Thursday, March 8, 2012

Coconut Ice

Let's jump right back itno our adventure through Honeydukes:

"Creamy chunks of nougat, shimmering pink squares of coconut ice, fat, honey-colored toffees; hundreds of different kinds of chocolate in neat rows; there was a large barrel of Every Flavor Beans, and another of Fizzing Whizbees, the levitating sherbet balls that Ron had mentioned; along yet another wall were 'Special Effects' sweets: Droobles Best Blowing Gum (which filled a room with bluebell-colored bubbles that refused to pop for days), the strange, splintery Toothflossing Stringmints, tiny black Pepper Imps ('breathe fire for your friends!'), Ice Mice ('hear your teeth chatter and squeak!'), peppermint creams shaped like toads ('hop realistically in the stomach!'), fragile sugar-spun quills, and exploding bonbons" (Prisoner of Azkaban 197).

This marks the second time I'll try to make Dinah Bucholz' recipe for coconut ice. Coconut ice is basically coconut fudge, and for some reason it is usually pink. Both times I've made it it's tasted delicious, but it seems to me that I always somehow scald the milk (or maybe milk always darkens when cooked, but I don't think so), which means that my coconut ice turns out to be caramel-colored. This (to me) makes it pointless to dye it pink. Oh well, it might not be pretty, but it'll taste good! 

You Will Need:
2 cups granulated sugar
2 cups whole milk
2 Tbs golden syrup or light corn syrup
1/4 stick (2 Tbs) unsalted butter
1/4 cup heavy cream
1/4 tsp salt
1 tsp vanilla
1 cup ground dessicated coconut (shredded sweetened coconut is fine)
few drops red food coloring

1. Grease an 8 x 8" square pan and line with parchment or wax paper.
2. Combine the sugar, milk, golden syrup, butter, heavy cream, and salt in a LARGE saucepan (as you cook, it expands like crazy, so you should definitely use a 4qt pot or larger).

3. Cook over medium heat, stirring constantly until the butter is melted and the ingredients are combined. 
4. Clip a candy thermomenter to the side and continue cooking, stirring frequently, until the mixture reaches 238 degrees. This takes at least 30 minutes. Be patient and DO NOT turn up the heat!

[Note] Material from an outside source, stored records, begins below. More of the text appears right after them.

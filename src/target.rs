//! HTTP access to the load balancer under test
//!
//! All network I/O goes through the [`TargetProbe`] trait so the worker pool
//! and the status poller can be exercised against mocks. [`HttpTarget`] is
//! the real implementation, sharing one `reqwest::Client` (and therefore one
//! connection pool) across every worker and the poller.

use crate::error::{ProbeError, ProbeResult};
use crate::workload::WorkItem;

use async_trait::async_trait;
use reqwest::Client;
use serde::Deserialize;

/// One backend record from the target's `/stats` endpoint.
///
/// The pool under test reports more fields (uptime, memory usage); only the
/// ones rendered in the STATS line are deserialized, the rest are ignored.
#[derive(Debug, Clone, Deserialize)]
pub struct BackendStatus {
    /// Backend URL as the balancer knows it
    pub url: String,

    /// Whether the balancer currently considers the backend alive
    #[serde(default = "default_alive")]
    pub alive: bool,

    /// Active connections currently routed to this backend
    #[serde(default)]
    pub conn_count: u64,
}

fn default_alive() -> bool {
    true
}

impl BackendStatus {
    /// Host portion of the backend URL (everything after the scheme)
    pub fn host(&self) -> &str {
        self.url.split("//").last().unwrap_or(&self.url)
    }
}

/// Extract the backend identity from a response body.
///
/// The backends answer with text ending in their hostname
/// (`Hello from backend! I am running on host-a`); the identity is the last
/// whitespace-delimited token, or `"unknown"` for an empty body.
pub fn backend_identity(body: &str) -> &str {
    body.split_whitespace().last().unwrap_or("unknown")
}

/// Abstraction over the target service
///
/// Shared across workers and the poller via `Arc<dyn TargetProbe>`.
#[async_trait]
pub trait TargetProbe: Send + Sync {
    /// Issue one workload request and return the raw response body
    async fn fetch(&self, item: WorkItem) -> ProbeResult<String>;

    /// Fetch a fresh routing snapshot from `/stats`
    async fn fetch_stats(&self) -> ProbeResult<Vec<BackendStatus>>;
}

/// Real HTTP implementation of [`TargetProbe`]
///
/// The client is built without a request timeout: an unresponsive target
/// stalls the calling worker until the connection errors.
#[derive(Debug, Clone)]
pub struct HttpTarget {
    client: Client,
    base_url: String,
}

impl HttpTarget {
    /// Create a target probe for the given base URL
    pub fn new(base_url: impl Into<String>) -> Self {
        Self {
            client: Client::new(),
            base_url: base_url.into(),
        }
    }

    fn url_for(&self, path: &str) -> String {
        format!("{}{}", self.base_url, path)
    }
}

#[async_trait]
impl TargetProbe for HttpTarget {
    async fn fetch(&self, item: WorkItem) -> ProbeResult<String> {
        let response = self.client.get(self.url_for(item.path())).send().await?;

        let status = response.status();
        if !status.is_success() {
            return Err(ProbeError::UnexpectedStatus(status));
        }

        Ok(response.text().await?)
    }

    async fn fetch_stats(&self) -> ProbeResult<Vec<BackendStatus>> {
        let response = self.client.get(self.url_for("/stats")).send().await?;

        let status = response.status();
        if status != reqwest::StatusCode::OK {
            return Err(ProbeError::UnexpectedStatus(status));
        }

        Ok(response.json().await?)
    }
}

#[cfg(test)]
mod tests {
    use super::*;

    #[test]
    fn test_backend_identity_last_token() {
        assert_eq!(
            backend_identity("Hello from backend! I am running on host-a"),
            "host-a"
        );
        assert_eq!(backend_identity("Slept 5 seconds on host-b\n"), "host-b");
    }

    #[test]
    fn test_backend_identity_empty_body() {
        assert_eq!(backend_identity(""), "unknown");
        assert_eq!(backend_identity("   \n"), "unknown");
    }

    #[test]
    fn test_url_for_paths() {
        let target = HttpTarget::new("http://localhost:3030");
        assert_eq!(target.url_for(WorkItem::Fast.path()), "http://localhost:3030/");
        assert_eq!(
            target.url_for(WorkItem::Slow.path()),
            "http://localhost:3030/sleep"
        );
        assert_eq!(target.url_for("/stats"), "http://localhost:3030/stats");
    }

    #[test]
    fn test_backend_status_deserialize() {
        let json = r#"[{"url":"http://10.0.0.1:8080","alive":true,"conn_count":3,"up_time":"2m"}]"#;
        let stats: Vec<BackendStatus> = serde_json::from_str(json).unwrap();

        assert_eq!(stats.len(), 1);
        assert_eq!(stats[0].url, "http://10.0.0.1:8080");
        assert!(stats[0].alive);
        assert_eq!(stats[0].conn_count, 3);
    }

    #[test]
    fn test_backend_status_missing_fields_default() {
        let json = r#"[{"url":"http://10.0.0.2:8080"}]"#;
        let stats: Vec<BackendStatus> = serde_json::from_str(json).unwrap();

        assert!(stats[0].alive);
        assert_eq!(stats[0].conn_count, 0);
    }

    #[test]
    fn test_backend_status_host() {
        let status = BackendStatus {
            url: "http://10.0.0.1:8080".to_string(),
            alive: true,
            conn_count: 3,
        };
        assert_eq!(status.host(), "10.0.0.1:8080");

        let bare = BackendStatus {
            url: "10.0.0.1:8080".to_string(),
            alive: true,
            conn_count: 0,
        };
        assert_eq!(bare.host(), "10.0.0.1:8080");
    }
}
//! Equipment meter readings for condition-based maintenance.

use serde::{Deserialize, Serialize};
use serde_json::{json, Map, Value};

use crate::api::now_iso;
use crate::client::IfsClient;
use crate::error::ApiError;
use crate::mappings::projections;
use crate::odata::{quote, ODataQuery};

#[derive(Debug, Deserialize)]
#[serde(rename_all = "PascalCase")]
struct MeasurementRow {
    mch_code: Option<String>,
    test_point_id: Option<String>,
    #[serde(default)]
    measured_value: Value,
    reg_date: Option<String>,
    registered_by: Option<String>,
}

#[derive(Debug, Clone, Serialize)]
pub struct MeterReading {
    pub equipment: Option<String>,
    pub meter_type: Option<String>,
    pub value: Value,
    pub date: Option<String>,
    pub recorded_by: Option<String>,
}

/// Request to record one reading.
#[derive(Debug, Clone)]
pub struct RecordReadingRequest {
    pub equipment: String,
    pub meter_type: String,
    pub value: f64,
    pub reading_date: Option<String>,
    pub recorded_by: Option<String>,
    pub site: Option<String>,
}

/// Meter readings API client.
#[derive(Clone)]
pub struct MeterReadingsClient {
    client: IfsClient,
}

impl MeterReadingsClient {
    pub fn new(client: IfsClient) -> Self {
        Self { client }
    }

    /// Record a reading. The site falls back to the configured default and is
    /// omitted when neither is set.
    pub async fn record_meter_reading(&self, request: &RecordReadingRequest) -> Result<(), ApiError> {
        let connection = self.client.connection()?;
        let mut payload = Map::new();
        if let Some(contract) = request.site.as_ref().or(connection.default_site.as_ref()) {
            payload.insert("Contract".into(), json!(contract));
        }
        payload.insert("MchCode".into(), json!(request.equipment));
        payload.insert("TestPointId".into(), json!(request.meter_type));
        payload.insert(
            "RegDate".into(),
            json!(request.reading_date.clone().unwrap_or_else(now_iso)),
        );
        payload.insert("MeasuredValue".into(), json!(request.value));
        payload.insert(
            "RegisteredBy".into(),
            json!(request.recorded_by.as_deref().unwrap_or("MCP")),
        );

        self.client
            .create_record(projections::METER_READINGS, &payload)
            .await?;
        Ok(())
    }

    pub async fn list_meter_readings(&self, equipment: &str, limit: u32) -> Result<Vec<MeterReading>, ApiError> {
        let query = ODataQuery::new()
            .filter(format!("MchCode eq {}", quote(equipment)))
            .top(limit);
        let endpoint = format!("{}/AssetMeasurementEntity", projections::METER_READINGS);
        let rows = self
            .client
            .fetch_collection::<MeasurementRow>(&endpoint, &query)
            .await?;

        Ok(rows
            .value
            .into_iter()
            .map(|r| MeterReading {
                equipment: r.mch_code,
                meter_type: r.test_point_id,
                value: r.measured_value,
                date: r.reg_date,
                recorded_by: r.registered_by,
            })
            .collect())
    }
}

#[cfg(test)]
mod tests {
    use super::*;
    use crate::client::test_support::client_for;
    use wiremock::matchers::{body_json, method, path, query_param};
    use wiremock::{Mock, MockServer, ResponseTemplate};

    #[tokio::test]
    async fn test_record_reading_without_site() {
        let server = MockServer::start().await;
        let client = client_for(&server, "T1").await;
        Mock::given(method("POST"))
            .and(path(projections::METER_READINGS))
            .and(body_json(json!({
                "MchCode": "PUMP-01",
                "TestPointId": "HOURS",
                "RegDate": "2024-05-01T00:00:00Z",
                "MeasuredValue": 1200.5,
                "RegisteredBy": "MCP"
            })))
            .respond_with(ResponseTemplate::new(201).set_body_json(json!({})))
            .expect(1)
            .mount(&server)
            .await;

        MeterReadingsClient::new(client)
            .record_meter_reading(&RecordReadingRequest {
                equipment: "PUMP-01".into(),
                meter_type: "HOURS".into(),
                value: 1200.5,
                reading_date: Some("2024-05-01T00:00:00Z".into()),
                recorded_by: None,
                site: None,
            })
            .await
            .unwrap();
    }

    #[tokio::test]
    async fn test_list_readings() {
        let server = MockServer::start().await;
        let client = client_for(&server, "T1").await;
        Mock::given(method("GET"))
            .and(path(format!("{}/AssetMeasurementEntity", projections::METER_READINGS)))
            .and(query_param("$filter", "MchCode eq 'PUMP-01'"))
            .and(query_param("$top", "20"))
            .respond_with(ResponseTemplate::new(200).set_body_json(json!({
                "value": [{"MchCode": "PUMP-01", "TestPointId": "HOURS", "MeasuredValue": 1200.5}]
            })))
            .mount(&server)
            .await;

        let readings = MeterReadingsClient::new(client)
            .list_meter_readings("PUMP-01", 20)
            .await
            .unwrap();
        assert_eq!(readings[0].meter_type.as_deref(), Some("HOURS"));
        assert_eq!(readings[0].value, json!(1200.5));
    }
}
//! Work orders: create, release, list and detail views.

use serde::{Deserialize, Serialize};
use serde_json::{json, Map, Value};

use crate::api::{excerpt, now_iso, task_steps::TaskStep};
use crate::client::IfsClient;
use crate::error::ApiError;
use crate::mappings::{
    projections, status_label, value_key, Priority, WorkStatus, WorkType, RELEASE_ACTION,
    WO_SELECT_FIELDS,
};
use crate::odata::{concurrency_token, quote, ODataQuery};

#[derive(Debug, Deserialize)]
#[serde(rename_all = "PascalCase")]
struct WorkOrderRow {
    #[serde(default)]
    wo_no: Value,
    err_descr: Option<String>,
    err_descr_lo: Option<String>,
    objstate: Option<String>,
    #[serde(default)]
    priority_id: Value,
    #[serde(default)]
    work_type_id: Value,
    mch_code: Option<String>,
    mch_code_description: Option<String>,
    contract: Option<String>,
    #[serde(rename = "WOSiteDesc")]
    wo_site_desc: Option<String>,
    earliest_start_date: Option<String>,
    plan_s_date: Option<String>,
    plan_f_date: Option<String>,
    real_s_date: Option<String>,
    real_f_date: Option<String>,
    reported_by: Option<String>,
    reg_date: Option<String>,
}

/// Work order entity.
#[derive(Debug, Clone, Serialize)]
pub struct WorkOrder {
    pub wo_no: Value,
    pub title: Option<String>,
    pub description: Option<String>,
    pub status: Option<String>,
    pub priority: &'static str,
    pub work_type: &'static str,
    pub equipment: Option<String>,
    pub equipment_name: Option<String>,
    pub site: Option<String>,
    pub site_name: Option<String>,
    pub scheduled_start: Option<String>,
    pub scheduled_end: Option<String>,
    pub actual_start: Option<String>,
    pub actual_end: Option<String>,
    pub reported_by: Option<String>,
    pub created: Option<String>,
}

impl From<WorkOrderRow> for WorkOrder {
    fn from(row: WorkOrderRow) -> Self {
        Self {
            status: status_label(row.objstate.as_deref()),
            priority: Priority::label(&row.priority_id),
            work_type: WorkType::label(&row.work_type_id),
            wo_no: row.wo_no,
            title: row.err_descr,
            description: row.err_descr_lo,
            equipment: row.mch_code,
            equipment_name: row.mch_code_description,
            site_name: row.wo_site_desc,
            site: row.contract,
            scheduled_start: row.earliest_start_date.or(row.plan_s_date),
            scheduled_end: row.plan_f_date,
            actual_start: row.real_s_date,
            actual_end: row.real_f_date,
            reported_by: row.reported_by,
            created: row.reg_date,
        }
    }
}

#[derive(Debug, Deserialize)]
#[serde(rename_all = "PascalCase")]
struct TaskRow {
    #[serde(default)]
    task_seq: Value,
    description: Option<String>,
    obj_state: Option<String>,
    contract: Option<String>,
}

/// Work task summary shown on a work order.
#[derive(Debug, Clone, Serialize)]
pub struct WorkTask {
    pub task_seq: Value,
    pub description: Option<String>,
    pub status: Option<String>,
    pub site: Option<String>,
}

/// Work order with its tasks and task steps.
#[derive(Debug, Clone, Serialize)]
pub struct WorkOrderDetail {
    #[serde(flatten)]
    pub work_order: WorkOrder,
    pub tasks: Vec<WorkTask>,
    pub steps: Vec<TaskStep>,
}

/// Request to create a work order.
#[derive(Debug, Clone)]
pub struct CreateWorkOrderRequest {
    pub site: String,
    pub title: String,
    pub description: String,
    pub priority: Priority,
    pub work_type: WorkType,
    pub equipment: Option<String>,
    pub scheduled_start: Option<String>,
    pub release: bool,
    pub company: Option<String>,
    pub org_code: Option<String>,
}

/// Outcome of a release attempt.
#[derive(Debug, Clone, PartialEq, Eq)]
pub enum ReleaseOutcome {
    Released,
    AlreadyReleased,
    /// Release was attempted after creation and failed; carries an excerpt.
    Failed(String),
    NotRequested,
}

/// Result of creating a work order.
#[derive(Debug, Clone)]
pub struct CreatedWorkOrder {
    pub wo_no: Value,
    pub release: ReleaseOutcome,
}

/// Query parameters for listing work orders.
#[derive(Debug, Clone, Default)]
pub struct ListWorkOrdersParams {
    pub site: Option<String>,
    pub status: Option<WorkStatus>,
    pub priority: Option<Priority>,
    pub since: Option<String>,
    pub limit: u32,
}

/// Work orders API client.
#[derive(Clone)]
pub struct WorkOrdersClient {
    client: IfsClient,
}

impl WorkOrdersClient {
    pub fn new(client: IfsClient) -> Self {
        Self { client }
    }

    /// Create a work order, optionally releasing it straight away.
    pub async fn create_work_order(&self, request: &CreateWorkOrderRequest) -> Result<CreatedWorkOrder, ApiError> {
        let connection = self.client.connection()?;
        let company = request.company.clone().or_else(|| connection.default_company.clone());
        let payload = build_work_order_payload(request, company.as_deref(), &now_iso());

        let created = self
            .client
            .create_record(projections::WORK_ORDERS_PREPARE, &payload)
            .await?;
        let wo_no = created.get("WoNo").cloned().unwrap_or(Value::Null);

        let release = if request.release && !wo_no.is_null() {
            match self.release_prepared(&wo_no, "WoNo").await {
                Ok(outcome) => outcome,
                Err(e) => {
                    tracing::warn!(error = %e, "Release after create failed");
                    ReleaseOutcome::Failed(excerpt(&e.to_string(), 100))
                }
            }
        } else {
            ReleaseOutcome::NotRequested
        };

        Ok(CreatedWorkOrder { wo_no, release })
    }

    /// Release a prepared work order unless it is already released.
    pub async fn release_work_order(&self, wo_no: i64) -> Result<ReleaseOutcome, ApiError> {
        self.release_prepared(&json!(wo_no), "WoNo,Objstate").await
    }

    async fn release_prepared(&self, wo_no: &Value, select: &str) -> Result<ReleaseOutcome, ApiError> {
        let key = format!("{}(WoNo={})", projections::WORK_ORDERS_PREPARE, value_key(wo_no));
        let record = self
            .client
            .get(&key, Some(&ODataQuery::new().select(select)))
            .await?;

        if matches!(
            record.get("Objstate").and_then(Value::as_str),
            Some("Released") | Some("RELEASED")
        ) {
            return Ok(ReleaseOutcome::AlreadyReleased);
        }

        let etag = concurrency_token(&record);
        self.client
            .invoke_action(&format!("{}/{}", key, RELEASE_ACTION), etag.as_deref())
            .await?;
        Ok(ReleaseOutcome::Released)
    }

    /// List work orders. Status is matched client-side on the normalized value.
    pub async fn list_work_orders(&self, params: &ListWorkOrdersParams) -> Result<Vec<WorkOrder>, ApiError> {
        let query = ODataQuery::new()
            .select(WO_SELECT_FIELDS)
            .orderby("EarliestStartDate asc")
            .top(params.limit)
            .filter_opt(params.site.as_deref().map(|s| format!("Contract eq {}", quote(s))))
            .filter_opt(params.priority.map(|p| format!("PriorityId eq '{}'", p.to_ifs())))
            .filter_opt(params.since.as_deref().map(|s| format!("LastActivityDate gt {}", s)));

        let rows = self
            .client
            .fetch_collection::<WorkOrderRow>(projections::WORK_ORDERS, &query)
            .await?;

        Ok(rows
            .value
            .into_iter()
            .filter(|row| match params.status {
                Some(wanted) => {
                    let status = row
                        .objstate
                        .as_deref()
                        .and_then(WorkStatus::from_ifs)
                        .unwrap_or(WorkStatus::Pending);
                    status == wanted
                }
                None => true,
            })
            .map(|row| {
                let mut work_order = WorkOrder::from(row);
                // Listings show the site code when IFS has no site description.
                if work_order.site_name.is_none() {
                    work_order.site_name = work_order.site.clone();
                }
                work_order
            })
            .collect())
    }

    /// Get a work order with its tasks and steps. Task and step lookups are
    /// best-effort: a failure there yields an empty list.
    pub async fn get_work_order(&self, wo_no: i64) -> Result<WorkOrderDetail, ApiError> {
        let record = self
            .client
            .get(
                &format!("{}(WoNo={})", projections::WORK_ORDERS, wo_no),
                Some(&ODataQuery::new().select(WO_SELECT_FIELDS)),
            )
            .await?;
        let row: WorkOrderRow = serde_json::from_value(record)?;
        let work_order = WorkOrder::from(row);

        let tasks_query = ODataQuery::new().filter(format!("WoNo eq '{}'", wo_no));
        let tasks = match self
            .client
            .fetch_collection::<TaskRow>(projections::WORK_TASKS, &tasks_query)
            .await
        {
            Ok(rows) => rows
                .value
                .into_iter()
                .map(|t| WorkTask {
                    task_seq: t.task_seq,
                    description: t.description,
                    status: status_label(t.obj_state.as_deref()),
                    site: t.contract,
                })
                .collect(),
            Err(e) => {
                tracing::debug!(error = %e, wo_no, "No tasks for work order");
                Vec::new()
            }
        };

        let steps = crate::api::TaskStepsClient::new(self.client.clone())
            .list_task_steps(wo_no)
            .await
            .unwrap_or_else(|e| {
                tracing::debug!(error = %e, wo_no, "No task steps for work order");
                Vec::new()
            });

        Ok(WorkOrderDetail {
            work_order,
            tasks,
            steps,
        })
    }
}

fn build_work_order_payload(request: &CreateWorkOrderRequest, company: Option<&str>, now: &str) -> Map<String, Value> {
    let mut payload = Map::new();
    let mut put = |k: &str, v: Value| {
        payload.insert(k.to_string(), v);
    };

    put("Contract", json!(request.site));
    put("Objsite", json!(request.site));
    put("OrgCode", json!(request.org_code.as_deref().unwrap_or(&request.site)));
    put("RegDate", json!(now));
    put("ErrDescr", json!(request.title));
    put("ErrDescrLo", json!(request.description));
    put("PriorityId", json!(request.priority.to_ifs()));
    put("EarliestStartDate", json!(request.scheduled_start.as_deref().unwrap_or(now)));
    put("AuthorizeCode", json!("*"));
    put("CustOrderType", json!("SEO"));
    put("ExcludeFromScheduling", json!(false));
    put("PmGroupMerge", json!(false));
    put("FinishWithTask", json!(false));
    put("SchedMaintWin", json!(true));
    put("ActivityConnection", json!(false));
    put("PmGroupMergeDb", json!(false));
    put("SchedMaintWinDb", json!(true));
    put("WorkTypeId", json!(request.work_type.to_ifs()));

    if let Some(company) = company {
        put("Company", json!(company));
    }
    if let Some(ref equipment) = request.equipment {
        put("MchCode", json!(equipment));
        put("MchCodeContract", json!(request.site));
        put("ConnectionType", json!("Equipment"));
    }
    payload
}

5. Remove the pan from the heat and wait until the mixture cools to 125 degrees. This also takes a long time; you may want to place the pot in an ice bath to speed up the process a bit. 
Note that it's no longer white :(

6. Remove the thermometer and add the vanilla and coconut. Beat/stir vigorously with a wooden spoon until the mixture loses its glosses and is very thick (10-15 minutes). You really might want to enlist some help!

7. Assuming your mixture is still light enough, add a couple drops of food coloring and mix thoroughly (or get really fancy and scrape half the white batter into the pan, then dye the other half pink and pour it over the top!). 

8. Scrape the batter into the prepared pan and smooth the top. Cool completely before cutting into 1" squares. Store in an airtight container (it keeps for several weeks).

Yummy! Despite the fact that my coconut ice has yet to turn out the correct color, it is still quite delicious! I definitely recommend that you give it a try! Enjoy!